“It’s very much a ‘portfolio life’,” says entrepreneur Ewan Kirk of his current duties that encompass helming his own philanthropic investment vehicle and holding various board roles, after having considerably boosted his wealth with the 2016 sale of his hedge fund.
“I’m a little bit of a ‘sponge’ for information, so it’s fun to be dealing with different things and learning new things all the time,” he adds. Other roles tapping into his know-how at present include non-executive director of defence giant BAE Systems; chairman of DeepTech Labs, a Cambridge-based accelerator focused on building deep technology companies; and Royal Society entrepreneur in residence at the maths department of University of Cambridge where had had studied.
Kirk is also behind The Turner Kirk Trust, which he founded with his academic research specialist wife Patricia Turner. He describes it as an evidence-led, multi-million-pound family foundation that supports science, technology, engineering and maths (Stem), conservation, and early child development causes in the UK and developing world, and is billed as one of the largest private funders of fundamental mathematics research in the UK.
Earlier this year it announced that it was providing major funding to the University of Glasgow, another of his alma maters, to roll out a pioneering pilot course to disadvantaged schools in the west of Scotland. The project aims to improve primary school children’s aptitude and confidence with Stem subjects via spatial skills training, with findings set to be reported in the first quarter of 2024,
“When you support a project, what you’re really doing is supporting the people who are running it,” he says now. “And the team at Glasgow were incredibly forthright, helpful, easy to deal with, credible, smart – they were everything that we wanted them to be, so that made it very easy to support it.”
He also says the initiative dovetails with his adamant belief in the concept of “permission to fail”. Indeed listed among the Trust’s core principles is “smart risk-taking, encouraging and embracing failure in order to find breakthrough solutions”.
Kirk says: “Actually, if a project attempts to do something, and fails, I think that’s quite a good thing, because you’ve learned something.” And the Trust can take on a level of risk not afforded to, say, public sector organisations gambling taxpayers’ money. “If you prove that [an idea] does work, then it’s something that governments or businesses can get behind and leverage up.”
Taking a calculated approach to risk is something that has powered the career of the businessman who led Goldman Sachs’ quantitative technology group, after studying, among other topics, natural philosophy and astronomy, then applied maths, and later doing a PhD in general relativity.
His degrees came after he had mulled his future career path while growing up in Cumbernauld, and states: “The only thing I had going for me was I was quite good at maths, because I wasn’t very good at football, and I wasn’t very good at fighting.”

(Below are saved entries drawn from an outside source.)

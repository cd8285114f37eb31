//! Resolver domain - lookup strategies and their shared vocabulary

mod kind;
mod outcome;
mod scope;
mod traits;

pub use kind::ResolverKind;
pub use outcome::{ListQuery, ResolutionOutcome};
pub use scope::ScopeConfig;
pub use traits::{AliasResolver, FilterResolver, IdResolver, ListResolver};
use serde::{Deserialize, Serialize};

use crate::domain::DomainError;

/// Lookup strategy of a scope, chosen once at configuration time
#[derive(Debug, Clone, Copy, PartialEq, Eq, Default, Serialize, Deserialize)]
#[serde(rename_all = "snake_case")]
pub enum ResolverKind {
    /// Iterate a materialized collection, no cache
    InMemory,
    /// Cache the whole collection plus an alias index
    #[default]
    Keyed,
    /// Cache identifier-scoped chunks of a large collection
    Chunked,
    /// Cache page id lists and pagination metadata
    Paginated,
}

impl std::fmt::Display for ResolverKind {
    fn fmt(&self, f: &mut std::fmt::Formatter<'_>) -> std::fmt::Result {
        match self {
            Self::InMemory => write!(f, "in_memory"),
            Self::Keyed => write!(f, "keyed"),
            Self::Chunked => write!(f, "chunked"),
            Self::Paginated => write!(f, "paginated"),
        }
    }
}

impl std::str::FromStr for ResolverKind {
    type Err = DomainError;

    fn from_str(s: &str) -> Result<Self, Self::Err> {
        match s.to_lowercase().as_str() {
            "in_memory" | "inmemory" | "memory" => Ok(Self::InMemory),
            "keyed" => Ok(Self::Keyed),
            "chunked" => Ok(Self::Chunked),
            "paginated" | "paged" => Ok(Self::Paginated),
            _ => Err(DomainError::configuration(format!(
                "Unknown resolver kind: {}. Valid kinds: in_memory, keyed, chunked, paginated",
                s
            ))),
        }
    }
}
//! Single-flight initialization per scope

use std::collections::HashMap;
use std::sync::Arc;

use async_trait::async_trait;
use tokio::sync::Mutex;

use crate::domain::cache::{Cache, CacheKeyBuilder, StorageInitializer};
use crate::domain::DomainError;

/// Serializes initialization requests per scope and drops redundant ones
///
/// A request waits for any in-flight initialization of the same scope, then
/// re-checks the population marker and only runs the inner initializer if
/// the scope is still empty. The inner initializer must populate before
/// returning for the re-check to see its work.
#[derive(Debug)]
pub struct CoalescingInitializer {
    inner: Arc<dyn StorageInitializer>,
    cache: Arc<dyn Cache>,
    locks: Mutex<HashMap<String, Arc<Mutex<()>>>>,
}

impl CoalescingInitializer {
    pub fn new(inner: Arc<dyn StorageInitializer>, cache: Arc<dyn Cache>) -> Self {
        Self {
            inner,
            cache,
            locks: Mutex::new(HashMap::new()),
        }
    }

    async fn scope_lock(&self, scope: &CacheKeyBuilder) -> Arc<Mutex<()>> {
        let mut locks = self.locks.lock().await;
        locks
            .entry(scope.prefix())
            .or_insert_with(|| Arc::new(Mutex::new(())))
            .clone()
    }
}

#[async_trait]
impl StorageInitializer for CoalescingInitializer {
    async fn request_initialization(&self, scope: &CacheKeyBuilder) -> Result<bool, DomainError> {
        let lock = self.scope_lock(scope).await;
        let _flight = lock.lock().await;

        if self.cache.exists(&scope.populated_key()).await? {
            tracing::debug!(store = %scope, "Scope already populated, request coalesced");
            return Ok(false);
        }

        self.inner.request_initialization(scope).await
    }
}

He then got into computer science, and merging this with his mathematical smarts “opened up an enormous amount” of options for him. “And I was in the right place at the right time,” he says, stating that for one thing he was in Cambridge at a time when organisations such as computing giant Arm were starting.

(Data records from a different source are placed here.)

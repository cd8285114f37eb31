//! Cache-first resolver for large collections, identifier-scoped access only

use std::collections::{HashMap, HashSet};

use async_trait::async_trait;

use crate::domain::cache::{Discriminator, ReadStrategy};
use crate::domain::record::{AttributePredicate, FilterSpec, Record, RecordId, RecordQuery};
use crate::domain::resolver::{AliasResolver, IdResolver, ResolutionOutcome};
use crate::domain::DomainError;

use super::alias::resolve_primary_key_by_alias;
use super::context::{InitializationGuard, ResolverContext};

/// Records already resolved during this session
#[derive(Debug)]
struct WorkingSet<R> {
    records: HashMap<RecordId, R>,
    aliases: HashMap<String, RecordId>,
}

impl<R> WorkingSet<R> {
    fn new() -> Self {
        Self {
            records: HashMap::new(),
            aliases: HashMap::new(),
        }
    }

    fn contains_all(&self, ids: &[RecordId]) -> bool {
        ids.iter().all(|id| self.records.contains_key(id))
    }
}

/// Caches records by identifier and identifier set
///
/// With [`ReadStrategy::Whole`] an identifier set is one cache entry and a
/// miss refetches the whole set. With [`ReadStrategy::PerRecord`] every
/// record has its own entry and only the missing identifiers are fetched.
#[derive(Debug)]
pub struct ChunkedCacheResolver<R: Record> {
    ctx: ResolverContext<R>,
    working: WorkingSet<R>,
}

impl<R: Record> ChunkedCacheResolver<R> {
    pub fn new(ctx: ResolverContext<R>) -> Self {
        Self {
            ctx,
            working: WorkingSet::new(),
        }
    }

    pub fn context(&self) -> &ResolverContext<R> {
        &self.ctx
    }

    fn record_key(&self, id: &RecordId) -> String {
        self.ctx
            .keys()
            .build(Some(&Discriminator::Id(id.clone())), &FilterSpec::new())
    }

    fn select(
        records: &HashMap<RecordId, R>,
        ids: &[RecordId],
        filter: &FilterSpec,
        predicate: &AttributePredicate<R>,
    ) -> Result<Vec<R>, DomainError> {
        let mut selected = Vec::with_capacity(ids.len());

        for id in ids {
            if let Some(record) = records.get(id) {
                if predicate.matches(record, filter)? {
                    selected.push(record.clone());
                }
            }
        }

        Ok(selected)
    }

    async fn resolve_ids(
        &mut self,
        ids: &[RecordId],
        filter: &FilterSpec,
        caching: bool,
        guard: &mut InitializationGuard,
    ) -> Result<ResolutionOutcome<Vec<R>>, DomainError> {
        if ids.is_empty() {
            return Ok(ResolutionOutcome::cached(Vec::new()));
        }

        let predicate = self.ctx.predicate()?;

        if self.working.contains_all(ids) {
            let records = Self::select(&self.working.records, ids, filter, &predicate)?;
            return Ok(ResolutionOutcome::cached(records));
        }

        let service = self.ctx.service()?.clone();
        let strategy = self.ctx.scope().read_params.read_strategy;

        let mut seen = HashSet::new();
        let unique: Vec<RecordId> = ids.iter().filter(|id| seen.insert(*id)).cloned().collect();
        let combined_key = self
            .ctx
            .keys()
            .build(Some(&Discriminator::Ids(unique.clone())), &FilterSpec::new());

        let mut found: HashMap<RecordId, R> = HashMap::with_capacity(unique.len());
        let mut missing = unique.clone();

        if caching && guard.ensure_populated(&self.ctx, self.ctx.keys()).await? {
            match strategy {
                ReadStrategy::Whole => {
                    if let Some(records) = self.ctx.read::<Vec<R>>(&combined_key).await? {
                        for record in records {
                            found.insert(service.primary_key(&record)?, record);
                        }
                        missing.clear();
                    }
                }
                ReadStrategy::PerRecord => {
                    let keys: Vec<String> = unique.iter().map(|id| self.record_key(id)).collect();
                    let values = self.ctx.read_many::<R>(&keys).await?;

                    for (id, value) in unique.iter().zip(values) {
                        if let Some(record) = value {
                            found.insert(id.clone(), record);
                        }
                    }

                    missing.retain(|id| !found.contains_key(id));
                }
            }
        }

        let from_cache = missing.is_empty();

        if !missing.is_empty() {
            tracing::debug!(
                store = %self.ctx.keys(),
                ids = ?missing,
                strategy = %strategy,
                "Fetching missing records"
            );

            let fetched = self.ctx.fetch(&RecordQuery::by_ids(missing)).await?;
            let mut fetched_ids = Vec::with_capacity(fetched.len());

            for record in fetched {
                let id = service.primary_key(&record)?;
                fetched_ids.push(id.clone());
                found.entry(id).or_insert(record);
            }

            if caching && self.ctx.is_cache_eligible() {
                match strategy {
                    ReadStrategy::Whole => {
                        let records: Vec<&R> =
                            unique.iter().filter_map(|id| found.get(id)).collect();
                        self.ctx.write(&combined_key, &records).await?;
                    }
                    ReadStrategy::PerRecord => {
                        for id in &fetched_ids {
                            if let Some(record) = found.get(id) {
                                self.ctx.write(&self.record_key(id), record).await?;
                            }
                        }
                    }
                }
            }
        }

        let records = Self::select(&found, ids, filter, &predicate)?;
        self.working.records.extend(found);

        Ok(ResolutionOutcome::new(records, from_cache))
    }
}
//! Cache key derivation

use std::fmt;

use crate::domain::record::{sha256_hex, FilterSpec, PageRequest, RecordId};

const SIGNATURE_LEN: usize = 32;

/// Narrows a key to one identifier, alias or page inside a scope
#[derive(Debug, Clone, PartialEq)]
pub enum Discriminator {
    Id(RecordId),
    /// A set of identifiers; order and duplicates do not change the key
    Ids(Vec<RecordId>),
    /// An alias, already hashed by the record service
    Alias(String),
    Page(PageRequest),
    PageMeta(PageRequest),
    /// Marker written once a scope has been initialized
    Populated,
}

impl Discriminator {
    fn postfix(&self) -> String {
        match self {
            Self::Id(RecordId::Int(n)) => format!("_id_{}", n),
            Self::Id(RecordId::Text(s)) => format!("_id_s{}", short_hash(s)),
            Self::Ids(ids) => {
                let mut sorted = ids.clone();
                sorted.sort();
                sorted.dedup();

                let joined = sorted
                    .iter()
                    .map(id_token)
                    .collect::<Vec<_>>()
                    .join(",");

                format!("_ids_{}", short_hash(&joined))
            }
            Self::Alias(hashed) => format!("_alias_{}", hashed),
            Self::Page(page) => format!("_page_{}_{}", page.number, page.size),
            Self::PageMeta(page) => format!("_pagemeta_{}_{}", page.number, page.size),
            Self::Populated => "_populated".to_string(),
        }
    }
}

/// Integers render bare, text renders as a JSON string literal
fn id_token(id: &RecordId) -> String {
    match id {
        RecordId::Int(n) => n.to_string(),
        RecordId::Text(s) => serde_json::Value::String(s.clone()).to_string(),
    }
}

fn short_hash(value: &str) -> String {
    sha256_hex(value)[..SIGNATURE_LEN].to_string()
}

/// Builds cache keys for one scope
///
/// Keys look like `<namespace><store>[<discriminator>]:<signature>`, where
/// the signature is a SHA-256 prefix of the canonical filter.
#[derive(Debug, Clone, PartialEq, Eq, Hash)]
pub struct CacheKeyBuilder {
    namespace: String,
    store: String,
}

impl CacheKeyBuilder {
    pub fn new(namespace: impl Into<String>, store: impl Into<String>) -> Self {
        Self {
            namespace: namespace.into(),
            store: store.into(),
        }
    }

    pub fn namespace(&self) -> &str {
        &self.namespace
    }

    pub fn store(&self) -> &str {
        &self.store
    }

    /// Namespace and store prefix shared by every key of the scope
    pub fn prefix(&self) -> String {
        format!("{}{}", self.namespace, self.store)
    }

    /// Scope holding the alias index of this scope
    pub fn alias_scope(&self) -> Self {
        Self {
            namespace: self.namespace.clone(),
            store: format!("alias_{}", self.store),
        }
    }

    pub fn build(&self, discriminator: Option<&Discriminator>, filter: &FilterSpec) -> String {
        let postfix = discriminator.map(Discriminator::postfix).unwrap_or_default();

        format!(
            "{}{}:{}",
            self.prefix(),
            postfix,
            Self::signature(filter)
        )
    }

    pub fn populated_key(&self) -> String {
        self.build(Some(&Discriminator::Populated), &FilterSpec::new())
    }

    /// Stable signature of a filter
    pub fn signature(filter: &FilterSpec) -> String {
        short_hash(&filter.canonical())
    }
}

impl fmt::Display for CacheKeyBuilder {
    fn fmt(&self, f: &mut fmt::Formatter<'_>) -> fmt::Result {
        write!(f, "{}", self.prefix())
    }
}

Kirk was also close to London, “just as the financial services industry realised that what they actually needed was mathematicians and programmers rather than people in stripy shirts and braces”.
He founded hedge fund Cantab Capital Partners, coming up with the closest they could to a crystal ball to predict the market, using tech and talent to harness an “enormous” amount of data. “It was a great place to work,” he reminisces, the “vast majority” of its workforce numbering about 60 comprising “geeky, nerdy men and women who just love data, and computers and mathematics – it was literally the best place on earth.”

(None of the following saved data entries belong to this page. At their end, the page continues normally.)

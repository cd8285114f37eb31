//! Attribute values and record identifiers

use std::fmt;

use serde::{Deserialize, Serialize};

/// Value of a record attribute, or a value a filter requires
///
/// Comparison is exact: `Integer(1)` never equals `Text("1")`.
#[derive(Debug, Clone, PartialEq, Serialize, Deserialize)]
#[serde(untagged)]
pub enum AttributeValue {
    Null,
    Bool(bool),
    Integer(i64),
    Float(f64),
    Text(String),
}

impl AttributeValue {
    /// Returns true for values that count as "no value"
    pub fn is_absent(&self) -> bool {
        matches!(self, Self::Null)
    }

    /// Filter values that in-memory matchers skip instead of requiring
    pub fn is_ignored_filter(&self) -> bool {
        matches!(self, Self::Null | Self::Bool(false))
    }

    /// Text form used for regular expression matching
    pub fn as_text(&self) -> String {
        match self {
            Self::Null => String::new(),
            Self::Bool(b) => b.to_string(),
            Self::Integer(n) => n.to_string(),
            Self::Float(n) => n.to_string(),
            Self::Text(s) => s.clone(),
        }
    }

    /// Converts a JSON value; arrays and objects have no attribute form
    pub fn from_json(value: &serde_json::Value) -> Option<Self> {
        match value {
            serde_json::Value::Null => Some(Self::Null),
            serde_json::Value::Bool(b) => Some(Self::Bool(*b)),
            serde_json::Value::Number(n) => n
                .as_i64()
                .map(Self::Integer)
                .or_else(|| n.as_f64().map(Self::Float)),
            serde_json::Value::String(s) => Some(Self::Text(s.clone())),
            serde_json::Value::Array(_) | serde_json::Value::Object(_) => None,
        }
    }
}

impl fmt::Display for AttributeValue {
    fn fmt(&self, f: &mut fmt::Formatter<'_>) -> fmt::Result {
        match self {
            Self::Null => write!(f, "null"),
            other => write!(f, "{}", other.as_text()),
        }
    }
}

impl From<&str> for AttributeValue {
    fn from(s: &str) -> Self {
        Self::Text(s.to_string())
    }
}

impl From<String> for AttributeValue {
    fn from(s: String) -> Self {
        Self::Text(s)
    }
}

impl From<i64> for AttributeValue {
    fn from(n: i64) -> Self {
        Self::Integer(n)
    }
}

impl From<i32> for AttributeValue {
    fn from(n: i32) -> Self {
        Self::Integer(n as i64)
    }
}

impl From<f64> for AttributeValue {
    fn from(n: f64) -> Self {
        Self::Float(n)
    }
}

impl From<bool> for AttributeValue {
    fn from(b: bool) -> Self {
        Self::Bool(b)
    }
}

/// Primary identifier of a record
#[derive(Debug, Clone, PartialEq, Eq, Hash, PartialOrd, Ord, Serialize, Deserialize)]
#[serde(untagged)]
pub enum RecordId {
    Int(i64),
    Text(String),
}

impl RecordId {
    /// Builds an identifier from an attribute value
    pub fn from_attribute(value: &AttributeValue) -> Option<Self> {
        match value {
            AttributeValue::Integer(n) => Some(Self::Int(*n)),
            AttributeValue::Text(s) if !s.is_empty() => Some(Self::Text(s.clone())),
            _ => None,
        }
    }
}

impl fmt::Display for RecordId {
    fn fmt(&self, f: &mut fmt::Formatter<'_>) -> fmt::Result {
        match self {
            Self::Int(n) => write!(f, "{}", n),
            Self::Text(s) => write!(f, "{}", s),
        }
    }
}

impl From<i64> for RecordId {
    fn from(n: i64) -> Self {
        Self::Int(n)
    }
}

impl From<i32> for RecordId {
    fn from(n: i32) -> Self {
        Self::Int(n as i64)
    }
}

impl From<&str> for RecordId {
    fn from(s: &str) -> Self {
        Self::Text(s.to_string())
    }
}

impl From<String> for RecordId {
    fn from(s: String) -> Self {
        Self::Text(s)
    }
}

impl From<RecordId> for AttributeValue {
    fn from(id: RecordId) -> Self {
        match id {
            RecordId::Int(n) => Self::Integer(n),
            RecordId::Text(s) => Self::Text(s),
        }
    }
}

#[cfg(test)]
mod tests {
    use super::*;
    use serde_json::json;

    #[test]
    fn test_record_id_exact_equality() {
        assert_ne!(RecordId::from(1), RecordId::from("1"));
        assert_eq!(RecordId::from(7), RecordId::Int(7));
    }

    #[test]
    fn test_record_id_serializes_untagged() {
        assert_eq!(serde_json::to_string(&RecordId::from(42)).unwrap(), "42");
        assert_eq!(serde_json::to_string(&RecordId::from("a")).unwrap(), "\"a\"");

        let parsed: Vec<RecordId> = serde_json::from_str("[1, \"b\"]").unwrap();
        assert_eq!(parsed, vec![RecordId::Int(1), RecordId::Text("b".to_string())]);
    }

    #[test]
    fn test_attribute_from_json() {
        assert_eq!(
            AttributeValue::from_json(&json!(3)),
            Some(AttributeValue::Integer(3))
        );
        assert_eq!(
            AttributeValue::from_json(&json!("x")),
            Some(AttributeValue::from("x"))
        );
        assert_eq!(AttributeValue::from_json(&json!(null)), Some(AttributeValue::Null));
        assert_eq!(AttributeValue::from_json(&json!([1, 2])), None);
    }

    #[test]
    fn test_ignored_filter_values() {
        assert!(AttributeValue::Bool(false).is_ignored_filter());
        assert!(AttributeValue::Null.is_ignored_filter());
        assert!(!AttributeValue::Integer(0).is_ignored_filter());
        assert!(!AttributeValue::from("").is_ignored_filter());
    }
}
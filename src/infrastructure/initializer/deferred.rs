//! Hands initialization requests to a background worker

use std::sync::Arc;

use async_trait::async_trait;
use tokio::sync::mpsc;
use tokio::task::JoinHandle;

use crate::domain::cache::{CacheKeyBuilder, StorageInitializer};
use crate::domain::DomainError;

/// Queues scopes for a worker task that runs an inner initializer
///
/// Requests return as soon as the scope is queued. Failures of the inner
/// initializer are logged by the worker and never reach the caller.
///
/// Dropping the initializer closes the queue; the worker still drains the
/// scopes already queued before it exits. Use [`DeferredInitializer::shutdown`]
/// to wait for that drain.
#[derive(Debug)]
pub struct DeferredInitializer {
    sender: mpsc::UnboundedSender<CacheKeyBuilder>,
    worker: JoinHandle<()>,
}

impl DeferredInitializer {
    /// Spawns the worker on the current tokio runtime
    pub fn spawn(inner: Arc<dyn StorageInitializer>) -> Self {
        let (sender, mut receiver) = mpsc::unbounded_channel::<CacheKeyBuilder>();

        let worker = tokio::spawn(async move {
            while let Some(scope) = receiver.recv().await {
                match inner.request_initialization(&scope).await {
                    Ok(accepted) => {
                        tracing::debug!(
                            store = %scope,
                            accepted,
                            "Deferred initialization finished"
                        );
                    }
                    Err(e) => {
                        tracing::warn!(
                            store = %scope,
                            error = %e,
                            "Deferred initialization failed"
                        );
                    }
                }
            }

            tracing::debug!("Initialization queue closed");
        });

        Self { sender, worker }
    }

    /// Whether the worker task has stopped
    pub fn is_finished(&self) -> bool {
        self.worker.is_finished()
    }

    /// Closes the queue and waits until every queued scope was handled
    pub async fn shutdown(self) -> Result<(), DomainError> {
        let Self { sender, worker } = self;
        drop(sender);

        worker
            .await
            .map_err(|e| DomainError::cache(format!("Initialization worker failed: {}", e)))
    }
}

#[async_trait]
impl StorageInitializer for DeferredInitializer {
    async fn request_initialization(&self, scope: &CacheKeyBuilder) -> Result<bool, DomainError> {
        self.sender
            .send(scope.clone())
            .map_err(|_| DomainError::cache("Initialization worker has stopped"))?;

        tracing::debug!(store = %scope, "Initialization queued");
        Ok(true)
    }
}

In terms of the advantages of bringing his maths into the business world, he says: “It isn’t that there’s some magical algorithm that just creates a successful company. It’s not about that. But it is about understanding uncertainty and quantifying it. And then once you understand the uncertainty, you can make a decision.”
Proof however that he had created a successful firm was very much evidenced when 13 years after he founded Cantab, he sold it to Swiss asset-manager Gam for more than £160 million, with the latter noting that Cantab at the time managed $4 billion (£3.3bn) in assets for institutional clients worldwide.
That said, not all of his university endeavours led to major success, with his student band failing to make it big, although he says he still plays guitar “all the time”.
But it now has to jostle for space in his diary with his varied other duties. He doesn’t see himself following in the footsteps of famous Scottish philanthropists such as Andrew Carnegie, who is credited with having given away 90 per cent of his wealth and has inspired business tycoons such as Sir Tom Hunter and Sir Ian Wood.
Kirk says he is instead taking his own approach. “I think part of the trick with doing philanthropy well is to have a core set of beliefs, and a core set of things you want to support. But then within that, be flexible about what it is that you would like to do… it’s important to do things that you think are going to be quite fun to be involved in.”
And a major buzz now for the entrepreneur, who also invests in and mentors burgeoning tech start-ups, is to hear and learn from founders with “the passion, the smartness, the enthusiasm”. He explains: “It’s very easy to become jaded… it’s good for one’s soul to work with enthusiastic people who, with a little bit of guidance and a little bit of mentorship, could create world-beating firms.”